Sıralama da, ilk 10, ilk 20 değiştiği gibi, bazı şirketler %200’ün üzerinde büyüme başarısı gösterip; “Bu Sektör de Ben de varım demişler.”

2005-2010 pdf

Hayatta Olanlara Bir An Önce Ulaşılsın Dileklerimle…

23 Ekim 2011 gecesini sürekli,  “Acaba şu anda, hangi yıkık evde, kaç kişi, neler düşünerek ve hangi sağlık şartlarında yaşam mücadelesi veriyor? diye düşünerek geçirdim.

Van’da meydana gelen Deprem ile ilgili, her şeyden önce “Halen hayatta olan tüm insanlara biran önce ulaşılmasını ve biran önce tedavilerine başlanmasını ve de diğer tüm insani ihtiyaçlarının karşılanabilmesini” diliyorum.

Kalbimiz, dualarımız hayatta kalma mücadelesi verenlerle birlikte…

Hatırlamak  istemiyor, içten içe inkar ediyoruz ama deprem kendisini hatırlatıyor. Unutmamıza izin vermiyor.
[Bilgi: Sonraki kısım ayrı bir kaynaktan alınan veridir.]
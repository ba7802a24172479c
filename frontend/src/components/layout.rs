use crate::auth::{logout, use_auth};
use crate::web::router::{Link, use_router};
use leptos::prelude::*;
use workshop::AppRoute;

/// 已登录页面的外壳：侧边导航 + 内容区
///
/// 导航项按当前角色过滤，和路由守卫使用同一张权限表。
#[component]
pub fn Shell(children: Children) -> impl IntoView {
    let auth = use_auth();
    let router = use_router();

    let nav_items = move || {
        auth.identity()
            .map(|identity| AppRoute::navigation(identity.role))
            .unwrap_or_default()
    };

    let on_logout = move |_| logout(auth);

    view! {
        <div class="drawer lg:drawer-open min-h-screen bg-base-200">
            <input id="shell-drawer" type="checkbox" class="drawer-toggle" />
            <div class="drawer-content p-4 md:p-8">
                <div class="max-w-7xl mx-auto space-y-6">
                    <div class="navbar bg-base-100 rounded-box shadow">
                        <div class="flex-1 gap-2">
                            <label for="shell-drawer" class="btn btn-ghost btn-sm lg:hidden">"Menu"</label>
                            {move || {
                                auth.identity()
                                    .map(|identity| {
                                        view! {
                                            <span class="font-semibold">{format!("Welcome, {}", identity.name)}</span>
                                            <span class="badge badge-primary badge-outline">{identity.role.as_str()}</span>
                                        }
                                    })
                            }}
                        </div>
                        <div class="flex-none">
                            <button on:click=on_logout class="btn btn-outline btn-error btn-sm">
                                "Sign out"
                            </button>
                        </div>
                    </div>
                    {children()}
                </div>
            </div>
            <div class="drawer-side">
                <label for="shell-drawer" class="drawer-overlay"></label>
                <aside class="w-64 min-h-full bg-base-100 flex flex-col">
                    <div class="p-4 text-xl font-bold">"Workshop"</div>
                    <ul class="menu flex-1">
                        <For
                            each=nav_items
                            key=|route| *route
                            children=move |route| {
                                let class = Signal::derive(move || {
                                    if router.current_route().get() == route {
                                        "active".to_string()
                                    } else {
                                        String::new()
                                    }
                                });
                                view! {
                                    <li>
                                        <Link route=route class=class>
                                            {route.label()}
                                        </Link>
                                    </li>
                                }
                            }
                        />
                    </ul>
                </aside>
            </div>
        </div>
    }
}

/// 页面标题栏，右侧可放刷新按钮等操作
#[component]
pub fn PageHeader(
    #[prop(into)] title: String,
    #[prop(into)] subtitle: String,
    #[prop(optional)] children: Option<Children>,
) -> impl IntoView {
    view! {
        <div class="flex items-center justify-between">
            <div>
                <h1 class="text-2xl font-bold">{title}</h1>
                <p class="text-base-content/70 text-sm">{subtitle}</p>
            </div>
            <div class="flex gap-2">{children.map(|c| c())}</div>
        </div>
    }
}
//! 路由守卫
//!
//! 根据会话状态决定一个路由是渲染、等待还是重定向。只有一处做这个决定，
//! 前端路由出口和导航栏都调用这里。

use crate::route::AppRoute;
use crate::session::SessionState;
use workshop_shared::Role;

/// 守卫决策
#[derive(Debug, Clone, Copy, PartialEq, Eq)]
pub enum RouteDecision {
    /// 会话仍在加载，显示加载指示，不做任何决定
    Pending,
    Render,
    RedirectToLogin,
    /// 已认证但无权访问，回到默认页
    RedirectToDefault,
}

impl RouteDecision {
    /// 重定向目标
    pub fn redirect_target(&self) -> Option<AppRoute> {
        match self {
            RouteDecision::RedirectToLogin => Some(AppRoute::Login),
            RouteDecision::RedirectToDefault => Some(AppRoute::default_authenticated()),
            RouteDecision::Pending | RouteDecision::Render => None,
        }
    }
}

/// 角色授权检查
///
/// 扁平匹配：角色必须出现在允许列表中，不存在角色继承。`None` 表示不限角色。
pub fn authorize(state: &SessionState, allowed_roles: Option<&[Role]>) -> RouteDecision {
    match state {
        SessionState::Uninitialized | SessionState::Validating => RouteDecision::Pending,
        SessionState::Anonymous => RouteDecision::RedirectToLogin,
        SessionState::Authenticated(identity) => match allowed_roles {
            Some(roles) if !roles.contains(&identity.role) => RouteDecision::RedirectToDefault,
            _ => RouteDecision::Render,
        },
    }
}

/// 对某个路由做出决策
pub fn decide(state: &SessionState, route: AppRoute) -> RouteDecision {
    match route {
        AppRoute::Login => match state {
            SessionState::Authenticated(_) => RouteDecision::RedirectToDefault,
            _ => RouteDecision::Render,
        },
        // 未知路径：交给默认页处理（匿名用户随后会被送去登录）
        AppRoute::NotFound => match state {
            SessionState::Anonymous => RouteDecision::RedirectToLogin,
            SessionState::Authenticated(_) => RouteDecision::RedirectToDefault,
            _ => RouteDecision::Pending,
        },
        route => authorize(state, route.allowed_roles()),
    }
}
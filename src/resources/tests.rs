use crate::error::ApiError;
use crate::session::SessionStore;
use crate::storage::MemoryTokenStore;
use crate::testing::{BASE, FakeBackend, PASSWORD};
use crate::ClientConfig;
use chrono::{NaiveDate, NaiveDateTime};
use pretty_assertions::assert_eq;
use workshop_shared::{
    JobStatus, JobSummary, JobUpdate, MaterialUpdate, MonthlyUsage, NewJob, NewMaterial,
    NewSparePartUsage, ValidationError,
};

async fn signed_in(backend: &FakeBackend, email: &str) -> SessionStore<FakeBackend> {
    let store = SessionStore::new(ClientConfig::new(BASE), backend.clone(), MemoryTokenStore::new());
    store.initialize().await;
    store.login(email, PASSWORD).await.unwrap();
    store
}

fn day(y: i32, m: u32, d: u32) -> NaiveDateTime {
    NaiveDate::from_ymd_opt(y, m, d)
        .and_then(|d| d.and_hms_opt(10, 0, 0))
        .unwrap()
}

// =========================================================
// 工单
// =========================================================

#[tokio::test]
async fn test_created_job_appears_in_list() {
    let backend = FakeBackend::new();
    let store = signed_in(&backend, "manager@shop.test").await;
    let jobs = store.api().jobs();

    let created = jobs
        .create(&NewJob {
            title: "Repair pump".to_string(),
            assigned_to: None,
            status: JobStatus::Pending,
            progress: 0,
        })
        .await
        .unwrap();

    let listed = jobs.list().await.unwrap();
    assert_eq!(listed.len(), 1);
    let job = &listed[0];
    assert_eq!(job.id, created.id);
    assert_eq!(job.title, "Repair pump");
    assert_eq!(job.assigned_to, None);
    assert_eq!(job.status, JobStatus::Pending);
    assert_eq!(job.progress, 0);
    assert_eq!(job.created_at, job.updated_at);
}

#[tokio::test]
async fn test_status_update_is_reflected_and_other_fields_kept() {
    let backend = FakeBackend::new();
    let store = signed_in(&backend, "manager@shop.test").await;
    let jobs = store.api().jobs();
    let id = jobs
        .create(&NewJob {
            title: "Service compressor".to_string(),
            assigned_to: Some(2),
            ..Default::default()
        })
        .await
        .unwrap()
        .id;
    let before = jobs.list().await.unwrap().remove(0);

    jobs.update(id, JobUpdate::status(JobStatus::InProgress))
        .await
        .unwrap();

    let after = jobs.list().await.unwrap().remove(0);
    assert_eq!(after.status, JobStatus::InProgress);
    assert_eq!(after.title, before.title);
    assert_eq!(after.assigned_to, Some(2));
    assert_eq!(after.assigned_name.as_deref(), Some("Ama Owusu"));
    assert_eq!(after.progress, before.progress);
    assert!(after.updated_at > before.updated_at);

    let sent = backend.requests().pop().unwrap();
    assert!(sent.url.ends_with("/jobs"));
    let put = backend
        .requests()
        .into_iter()
        .find(|r| r.url == format!("{}/jobs/{}", BASE, id))
        .unwrap();
    assert_eq!(put.body.as_deref(), Some(r#"{"status":"in progress"}"#));
}

#[tokio::test]
async fn test_blank_title_is_rejected_before_sending() {
    let backend = FakeBackend::new();
    let store = signed_in(&backend, "manager@shop.test").await;
    let sent_before = backend.request_count();

    let err = store
        .api()
        .jobs()
        .create(&NewJob {
            title: "  ".to_string(),
            ..Default::default()
        })
        .await
        .unwrap_err();

    assert!(matches!(
        err,
        ApiError::Validation(ValidationError::Required("job title"))
    ));
    assert_eq!(backend.request_count(), sent_before);
}

#[tokio::test]
async fn test_employee_sees_and_updates_only_own_jobs() {
    let backend = FakeBackend::new();
    let manager = signed_in(&backend, "manager@shop.test").await;
    for (title, assignee) in [("Weld frame", Some(2)), ("Paint door", Some(3)), ("Sweep", None)] {
        manager
            .api()
            .jobs()
            .create(&NewJob {
                title: title.to_string(),
                assigned_to: assignee,
                ..Default::default()
            })
            .await
            .unwrap();
    }

    let employee = signed_in(&backend, "ama@shop.test").await;
    let own = employee.api().jobs().list().await.unwrap();
    assert_eq!(own.len(), 1);
    assert_eq!(own[0].title, "Weld frame");

    employee
        .api()
        .jobs()
        .update(own[0].id, JobUpdate::progress(40))
        .await
        .unwrap();
    assert_eq!(employee.api().jobs().list().await.unwrap()[0].progress, 40);

    let others = backend
        .jobs()
        .into_iter()
        .find(|j| j.title == "Paint door")
        .unwrap();
    let err = employee
        .api()
        .jobs()
        .update(others.id, JobUpdate::progress(10))
        .await
        .unwrap_err();
    assert!(matches!(err, ApiError::Forbidden(_)));
    // 403 不影响会话
    assert!(employee.state().is_authenticated());
}

#[tokio::test]
async fn test_employee_cannot_delete_or_list_employees() {
    let backend = FakeBackend::new();
    let manager = signed_in(&backend, "manager@shop.test").await;
    let id = manager
        .api()
        .jobs()
        .create(&NewJob {
            title: "Replace filter".to_string(),
            ..Default::default()
        })
        .await
        .unwrap()
        .id;

    let employees = manager.api().jobs().employees().await.unwrap();
    assert_eq!(
        employees.iter().map(|e| e.name.as_str()).collect::<Vec<_>>(),
        vec!["Ama Owusu", "Yaw Boateng"]
    );

    let employee = signed_in(&backend, "yaw@shop.test").await;
    assert!(matches!(
        employee.api().jobs().delete(id).await,
        Err(ApiError::Forbidden(_))
    ));
    assert!(matches!(
        employee.api().jobs().employees().await,
        Err(ApiError::Forbidden(_))
    ));

    manager.api().jobs().delete(id).await.unwrap();
    assert!(manager.api().jobs().list().await.unwrap().is_empty());
}

#[tokio::test]
async fn test_unassign_sends_explicit_null() {
    let backend = FakeBackend::new();
    let store = signed_in(&backend, "manager@shop.test").await;
    let jobs = store.api().jobs();
    let id = jobs
        .create(&NewJob {
            title: "Check brakes".to_string(),
            assigned_to: Some(3),
            ..Default::default()
        })
        .await
        .unwrap()
        .id;

    jobs.update(
        id,
        JobUpdate {
            assigned_to: Some(None),
            ..Default::default()
        },
    )
    .await
    .unwrap();

    let job = jobs.list().await.unwrap().remove(0);
    assert_eq!(job.assigned_to, None);
    assert_eq!(job.assigned_name, None);
}

#[tokio::test]
async fn test_update_missing_job_is_not_found() {
    let backend = FakeBackend::new();
    let store = signed_in(&backend, "manager@shop.test").await;

    let err = store
        .api()
        .jobs()
        .update(999, JobUpdate::status(JobStatus::Completed))
        .await
        .unwrap_err();
    assert!(matches!(err, ApiError::NotFound(ref m) if m == "Job not found"));
}

// =========================================================
// 物料
// =========================================================

#[tokio::test]
async fn test_material_lifecycle() {
    let backend = FakeBackend::new();
    let store = signed_in(&backend, "manager@shop.test").await;
    let materials = store.api().materials();

    let id = materials
        .create(&NewMaterial {
            name: "Hydraulic oil".to_string(),
            quantity: 12,
            ..Default::default()
        })
        .await
        .unwrap()
        .id;

    let listed = materials.list().await.unwrap();
    assert_eq!(listed.len(), 1);
    assert_eq!(listed[0].minimum_level, 5);
    assert_eq!(listed[0].unit, "pcs");
    assert!(!listed[0].is_low_stock());

    materials
        .update(
            id,
            MaterialUpdate {
                quantity: Some(5),
                ..Default::default()
            },
        )
        .await
        .unwrap();
    let updated = materials.list().await.unwrap().remove(0);
    assert_eq!(updated.name, "Hydraulic oil");
    assert!(updated.is_low_stock());

    materials.delete(id).await.unwrap();
    assert!(materials.list().await.unwrap().is_empty());
}

#[tokio::test]
async fn test_employee_cannot_change_materials() {
    let backend = FakeBackend::new();
    let id = backend.seed_material("Rivets", 100, 20);
    let store = signed_in(&backend, "ama@shop.test").await;
    let materials = store.api().materials();

    let err = materials
        .update(
            id,
            MaterialUpdate {
                quantity: Some(80),
                ..Default::default()
            },
        )
        .await
        .unwrap_err();
    assert!(matches!(err, ApiError::Forbidden(_)));
    assert_eq!(materials.list().await.unwrap()[0].quantity, 100);

    let err = materials
        .create(&NewMaterial {
            name: "Bolts".to_string(),
            ..Default::default()
        })
        .await
        .unwrap_err();
    assert!(matches!(err, ApiError::Forbidden(_)));

    let err = materials.delete(id).await.unwrap_err();
    assert!(matches!(err, ApiError::Forbidden(_)));
    assert_eq!(materials.list().await.unwrap().len(), 1);
    // 403 不影响会话
    assert!(store.state().is_authenticated());
}

// =========================================================
// 备件
// =========================================================

#[tokio::test]
async fn test_recorded_usage_is_attributed_to_caller() {
    let backend = FakeBackend::new();
    let store = signed_in(&backend, "manager@shop.test").await;
    let parts = store.api().spare_parts();

    parts
        .record(&NewSparePartUsage {
            part_name: "Fan belt".to_string(),
            quantity_used: 2,
        })
        .await
        .unwrap();

    let usages = parts.list().await.unwrap();
    assert_eq!(usages.len(), 1);
    assert_eq!(usages[0].used_by, 1);
    assert_eq!(usages[0].used_by_label(), "Kofi Mensah");

    parts.delete(usages[0].id).await.unwrap();
    assert!(parts.list().await.unwrap().is_empty());
}

#[tokio::test]
async fn test_zero_quantity_usage_is_rejected_locally() {
    let backend = FakeBackend::new();
    let store = signed_in(&backend, "manager@shop.test").await;
    let sent_before = backend.request_count();

    let err = store
        .api()
        .spare_parts()
        .record(&NewSparePartUsage {
            part_name: "Fan belt".to_string(),
            quantity_used: 0,
        })
        .await
        .unwrap_err();

    assert!(matches!(err, ApiError::Validation(_)));
    assert_eq!(backend.request_count(), sent_before);
}

#[tokio::test]
async fn test_monthly_summary_groups_by_month_and_part() {
    let backend = FakeBackend::new();
    backend.seed_usage("Fan belt", 2, 2, day(2024, 1, 5));
    backend.seed_usage("Fan belt", 3, 3, day(2024, 1, 20));
    backend.seed_usage("Air filter", 1, 2, day(2024, 1, 9));
    backend.seed_usage("Fan belt", 4, 2, day(2024, 2, 2));
    let store = signed_in(&backend, "manager@shop.test").await;

    let summary = store.api().spare_parts().monthly_summary().await.unwrap();

    let row = |month: &str, part: &str, total| MonthlyUsage {
        month: month.to_string(),
        part_name: part.to_string(),
        total_used: total,
    };
    assert_eq!(
        summary,
        vec![
            row("2024-02", "Fan belt", 4),
            row("2024-01", "Air filter", 1),
            row("2024-01", "Fan belt", 5),
        ]
    );
}

// =========================================================
// 仪表盘
// =========================================================

#[tokio::test]
async fn test_dashboard_overview() {
    let backend = FakeBackend::new();
    backend.seed_material("Grease", 3, 5);
    backend.seed_material("Solder", 5, 5);
    backend.seed_material("Tape", 6, 5);
    let store = signed_in(&backend, "manager@shop.test").await;
    let jobs = store.api().jobs();
    for title in ["A", "B", "C"] {
        jobs.create(&NewJob {
            title: title.to_string(),
            ..Default::default()
        })
        .await
        .unwrap();
    }
    let first = jobs.list().await.unwrap()[0].id;
    jobs.update(first, JobUpdate::status(JobStatus::Completed))
        .await
        .unwrap();

    let overview = store.api().dashboard_overview().await.unwrap();

    assert_eq!(
        overview.jobs,
        JobSummary {
            total: 3,
            pending: 2,
            in_progress: 0,
            completed: 1,
        }
    );
    assert_eq!(
        overview
            .low_stock
            .iter()
            .map(|m| m.name.as_str())
            .collect::<Vec<_>>(),
        vec!["Grease", "Solder"]
    );
}

#[tokio::test]
async fn test_dashboard_overview_fails_as_a_whole() {
    let backend = FakeBackend::new();
    let store = signed_in(&backend, "manager@shop.test").await;
    backend.set_offline(true);

    assert!(matches!(
        store.api().dashboard_overview().await,
        Err(ApiError::Network(_))
    ));
    // 网络错误不影响会话
    assert!(store.state().is_authenticated());
}

#[tokio::test]
async fn test_employee_records_usage_but_cannot_delete() {
    let backend = FakeBackend::new();
    let store = signed_in(&backend, "yaw@shop.test").await;
    let parts = store.api().spare_parts();

    parts
        .record(&NewSparePartUsage {
            part_name: "Spark plug".to_string(),
            quantity_used: 4,
        })
        .await
        .unwrap();

    let usage = parts.list().await.unwrap().remove(0);
    assert_eq!(usage.used_by_name.as_deref(), Some("Yaw Boateng"));
    assert!(matches!(
        parts.delete(usage.id).await,
        Err(ApiError::Forbidden(_))
    ));
}
use workshop_shared::DEFAULT_TOKEN_KEY;

// =========================================================
// 客户端配置 (Client Configuration)
// =========================================================

/// 构建时未指定 `WORKSHOP_API_BASE` 时使用的默认值
const DEFAULT_API_BASE: &str = "/api";

/// 客户端配置
///
/// 浏览器中没有运行时环境变量，因此在编译期通过 `option_env!` 读取，读不到就用默认值。
#[derive(Debug, Clone, PartialEq, Eq)]
pub struct ClientConfig {
    /// REST 后端根地址（不含末尾斜杠）
    pub base_url: String,
    /// 会话令牌在本地存储中的键
    pub token_key: String,
}

impl ClientConfig {
    pub fn new(base_url: impl Into<String>) -> Self {
        let base_url: String = base_url.into();
        Self {
            base_url: base_url.trim_end_matches('/').to_string(),
            token_key: DEFAULT_TOKEN_KEY.to_string(),
        }
    }

    pub fn from_env() -> Self {
        let mut config = Self::new(option_env!("WORKSHOP_API_BASE").unwrap_or(DEFAULT_API_BASE));
        if let Some(key) = option_env!("WORKSHOP_TOKEN_KEY") {
            config.token_key = key.to_string();
        }
        config
    }

    pub fn with_token_key(mut self, key: impl Into<String>) -> Self {
        self.token_key = key.into();
        self
    }

    /// 拼接完整 URL，保证恰好一个斜杠
    pub fn url(&self, path: &str) -> String {
        if path.starts_with('/') {
            format!("{}{}", self.base_url, path)
        } else {
            format!("{}/{}", self.base_url, path)
        }
    }
}

impl Default for ClientConfig {
    fn default() -> Self {
        Self::new(DEFAULT_API_BASE)
    }
}
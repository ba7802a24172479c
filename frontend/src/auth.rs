//! 认证模块
//!
//! 把核心库的 `SessionStore` 接入 Leptos：会话状态通过订阅桥接为信号，
//! 路由服务和各页面只读取这个信号。

use crate::web::{BrowserStorage, FetchHttpClient};
use leptos::prelude::*;
use leptos::task::spawn_local;
use workshop::shared::Identity;
use workshop::{ApiClient, ApiResult, ClientConfig, SessionState, SessionStore};

pub type Session = SessionStore<FetchHttpClient>;
pub type Api = ApiClient<FetchHttpClient>;

/// 认证上下文
///
/// `Copy`，可以直接移入事件闭包。
#[derive(Clone, Copy)]
pub struct AuthContext {
    store: StoredValue<Session>,
    /// 会话状态（只读）
    pub state: ReadSignal<SessionState>,
}

impl AuthContext {
    /// 创建认证上下文，并把会话变化同步到信号
    pub fn new() -> Self {
        let config = ClientConfig::from_env();
        let tokens = BrowserStorage::new(config.token_key.clone());
        let store = SessionStore::new(config, FetchHttpClient, tokens);

        let (state, set_state) = signal(store.state());
        let subscription = store.subscribe(move |next| set_state.set(next.clone()));
        on_cleanup(move || drop(subscription));

        Self {
            store: StoredValue::new(store),
            state,
        }
    }

    /// 会话状态信号（用于路由服务注入）
    pub fn session_signal(&self) -> Signal<SessionState> {
        self.state.into()
    }

    /// 与会话共享令牌的 API 客户端
    pub fn api(&self) -> Api {
        self.store.with_value(|store| store.api().clone())
    }

    pub fn identity(&self) -> Option<Identity> {
        self.state.with(|state| state.identity().cloned())
    }

    /// 组件初始化时读取，不建立依赖
    pub fn identity_untracked(&self) -> Option<Identity> {
        self.state.with_untracked(|state| state.identity().cloned())
    }

    fn store(&self) -> Session {
        self.store.get_value()
    }
}

/// 从 Context 获取认证上下文
pub fn use_auth() -> AuthContext {
    use_context::<AuthContext>().expect("AuthContext should be provided")
}

/// 启动时恢复会话（校验本地保存的令牌）
pub fn init_auth(ctx: AuthContext) {
    let store = ctx.store();
    spawn_local(async move {
        store.initialize().await;
    });
}

/// 登录
///
/// 成功后的跳转由路由服务监听会话状态完成。
pub async fn login(ctx: AuthContext, email: String, password: String) -> ApiResult<Identity> {
    ctx.store().login(&email, &password).await
}

/// 注销：本地状态总会被清除
pub fn logout(ctx: AuthContext) {
    let store = ctx.store();
    spawn_local(async move {
        store.logout().await;
    });
}
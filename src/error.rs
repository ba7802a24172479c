use serde_json::Value;
use thiserror::Error;
use workshop_shared::ValidationError;

// =========================================================
// 错误类型
// =========================================================

/// API 调用错误
///
/// 资源客户端不捕获任何错误，统一向上传递给发起调用的视图。
#[derive(Debug, Error)]
pub enum ApiError {
    /// 请求未能到达服务端（断网、CORS、DNS 等）
    #[error("network error: {0}")]
    Network(String),
    /// 401: 令牌缺失、无效或过期；登录时表示凭据错误
    #[error("authentication failed: {0}")]
    Unauthorized(String),
    /// 403: 服务端拒绝当前角色
    #[error("permission denied: {0}")]
    Forbidden(String),
    /// 404: 资源未找到
    #[error("not found: {0}")]
    NotFound(String),
    /// 409: 资源冲突
    #[error("conflict: {0}")]
    Conflict(String),
    /// 其它非 2xx 响应
    #[error("server error ({status}): {message}")]
    Server { status: u16, message: String },
    /// 提交前的必填校验失败（未发出请求）
    #[error(transparent)]
    Validation(#[from] ValidationError),
    /// 响应无法解析或内容不完整
    #[error("invalid response: {0}")]
    Decode(String),
}

pub type ApiResult<T> = std::result::Result<T, ApiError>;

impl ApiError {
    /// 将非 2xx 响应映射为错误
    pub fn from_response(status: u16, body: &str) -> Self {
        let message = extract_message(status, body);
        match status {
            401 => ApiError::Unauthorized(message),
            403 => ApiError::Forbidden(message),
            404 => ApiError::NotFound(message),
            409 => ApiError::Conflict(message),
            _ => ApiError::Server { status, message },
        }
    }

    /// 对应的 HTTP 状态码（本地错误没有状态码）
    pub fn status_code(&self) -> Option<u16> {
        match self {
            ApiError::Unauthorized(_) => Some(401),
            ApiError::Forbidden(_) => Some(403),
            ApiError::NotFound(_) => Some(404),
            ApiError::Conflict(_) => Some(409),
            ApiError::Server { status, .. } => Some(*status),
            ApiError::Network(_) | ApiError::Validation(_) | ApiError::Decode(_) => None,
        }
    }

    pub fn is_auth_failure(&self) -> bool {
        matches!(self, ApiError::Unauthorized(_))
    }
}

impl From<serde_json::Error> for ApiError {
    fn from(e: serde_json::Error) -> Self {
        ApiError::Decode(e.to_string())
    }
}

/// 服务端错误信息位于 `error`（Flask）、`detail`（FastAPI）或 `message` 字段
fn extract_message(status: u16, body: &str) -> String {
    let body = body.trim();
    if body.is_empty() {
        return format!("HTTP {}", status);
    }

    if let Ok(Value::Object(map)) = serde_json::from_str::<Value>(body) {
        for key in ["error", "detail", "message"] {
            if let Some(Value::String(msg)) = map.get(key) {
                return msg.clone();
            }
        }
    }

    body.to_string()
}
Deprem Bölgesinde yaşıyoruz, son yıllarda Dünya’ya bir haller oldu, bir depreme her zaman hazır ve tetikte olmalıyız.

Yaşadıklarımızdan dersler çıkartıp, ne tür sorunlarla karşılaşılabildiğini tespit edip, acilen gidermeliyiz.

Dün yaşanan deprem sonrası, bence “Deprem Bölgelerinde yer alıp da, depreme dayanıklı olmayan binaları bir an önce tahliye etmeliyiz.” Bu sorumluluğu kimse almamalı, alamaz da…

Kesin emin olduğum bir konu var ki: Hazırlıklı olmalıyız.

Bu tür kriz anlarında sigorta şirketlerinin Kriz Yönetimi’ne ilişkin görüşlerimi daha önceki bir yazı da kaleme almıştım. Orada daha çok sigorta şirketlerinin neler yapmaları gerektiğine dair yorumlarım olmuştu. Çünkü yaşanmış tecrübelerim vardı.

Dağıtım kanalı (Broker olarak) bu ilk kriz dönemimiz ve tecrübemiz.

Fakat, Sigorta Dükkanım Ekibi olarak, biz de bir şeyler yapmak istedik.

1 ay boyunca www.sigortadukkanim.com yapılan poliçelerde,  poliçe başına 10 TL KIZILAY’a yardım yapmaya karar verdik.

Tüm insanlığa geçmiş olsun diliyorum.

 

Hafta da Bir Görüşürüz

Bu yazı ile, Bloğumun faaliyete geçtiği Ağustos 2011 den bu yana yayınlanan 85. yazımı yayınlamış oluyorum.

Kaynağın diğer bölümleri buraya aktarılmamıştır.